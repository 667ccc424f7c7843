//! PostgreSQL adapters - Database implementations for repository ports.
//!
//! - `PostgresPersonRepository`, `PostgresAccountRepository`
//! - `PostgresExpenseCategoryRepository`, `PostgresExpenseSubCategoryRepository`
//! - `PostgresExpenseRepository` - filtered listing via `QueryBuilder`
//!
//! Timestamps are written by the service layer; the schema carries no
//! defaults and no foreign keys (the delete policy lives in the services).

mod account_repository;
mod expense_category_repository;
mod expense_repository;
mod expense_subcategory_repository;
mod person_repository;

use std::sync::Arc;

use sqlx::postgres::{PgPoolOptions, PgRow};
use sqlx::{PgPool, Row};

pub use account_repository::PostgresAccountRepository;
pub use expense_category_repository::PostgresExpenseCategoryRepository;
pub use expense_repository::PostgresExpenseRepository;
pub use expense_subcategory_repository::PostgresExpenseSubCategoryRepository;
pub use person_repository::PostgresPersonRepository;

use crate::config::DatabaseConfig;
use crate::domain::foundation::{DomainError, EntityId, Timestamp};
use crate::ports::Repositories;

/// SQLSTATE for `unique_violation`.
const UNIQUE_VIOLATION: &str = "23505";

/// Opens a connection pool sized by `config`.
pub async fn connect(config: &DatabaseConfig) -> Result<PgPool, sqlx::Error> {
    PgPoolOptions::new()
        .min_connections(config.min_connections)
        .max_connections(config.max_connections)
        .acquire_timeout(config.acquire_timeout())
        .idle_timeout(config.idle_timeout())
        .connect(&config.url)
        .await
}

/// Applies the embedded `migrations/` directory.
pub async fn run_migrations(pool: &PgPool) -> Result<(), sqlx::migrate::MigrateError> {
    sqlx::migrate!("./migrations").run(pool).await
}

/// Every repository backed by the same pool.
pub fn postgres_repositories(pool: PgPool) -> Repositories {
    Repositories {
        persons: Arc::new(PostgresPersonRepository::new(pool.clone())),
        accounts: Arc::new(PostgresAccountRepository::new(pool.clone())),
        categories: Arc::new(PostgresExpenseCategoryRepository::new(pool.clone())),
        subcategories: Arc::new(PostgresExpenseSubCategoryRepository::new(pool.clone())),
        expenses: Arc::new(PostgresExpenseRepository::new(pool)),
    }
}

/// Maps a driver error, turning unique violations into `Conflict`.
pub(crate) fn db_error(action: &str, e: sqlx::Error) -> DomainError {
    if let sqlx::Error::Database(db) = &e {
        if db.code().as_deref() == Some(UNIQUE_VIOLATION) {
            return DomainError::conflict(format!("Failed to {}: duplicate value", action))
                .with_detail("constraint", db.constraint().unwrap_or_default());
        }
    }
    DomainError::database(format!("Failed to {}: {}", action, e))
}

/// Reads one column, reporting the column name on failure.
pub(crate) fn column<'r, T>(row: &'r PgRow, name: &str) -> Result<T, DomainError>
where
    T: sqlx::Decode<'r, sqlx::Postgres> + sqlx::Type<sqlx::Postgres>,
{
    row.try_get(name)
        .map_err(|e| DomainError::database(format!("Failed to get {}: {}", name, e)))
}

pub(crate) fn id_column<I: EntityId>(row: &PgRow, name: &str) -> Result<I, DomainError> {
    column::<i64>(row, name).map(I::from_raw)
}

pub(crate) fn optional_id_column<I: EntityId>(row: &PgRow, name: &str) -> Result<Option<I>, DomainError> {
    column::<Option<i64>>(row, name).map(|raw| raw.map(I::from_raw))
}

pub(crate) fn timestamp_column(row: &PgRow, name: &str) -> Result<Timestamp, DomainError> {
    column::<chrono::DateTime<chrono::Utc>>(row, name).map(Timestamp::from_datetime)
}

/// Converts an unsigned page bound into a bind parameter.
pub(crate) fn page_bind(value: u32) -> i64 {
    i64::from(value)
}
────────────────
* [Task requirements]:
From the line that has "T: sqlx::Decode<'r, sqlx::Postgres>" through the line that has "-> Result<Option<I>, DomainError>", copy every line exactly as it appears above, and leave out all others.

* [Task answer]:
    T: sqlx::Decode<'r, sqlx::Postgres> + sqlx::Type<sqlx::Postgres>,
{
    row.try_get(name)
        .map_err(|e| DomainError::database(format!("Failed to get {}: {}", name, e)))
}

pub(crate) fn id_column<I: EntityId>(row: &PgRow, name: &str) -> Result<I, DomainError> {
    column::<i64>(row, name).map(I::from_raw)
}

pub(crate) fn optional_id_column<I: EntityId>(row: &PgRow, name: &str) -> Result<Option<I>, DomainError> {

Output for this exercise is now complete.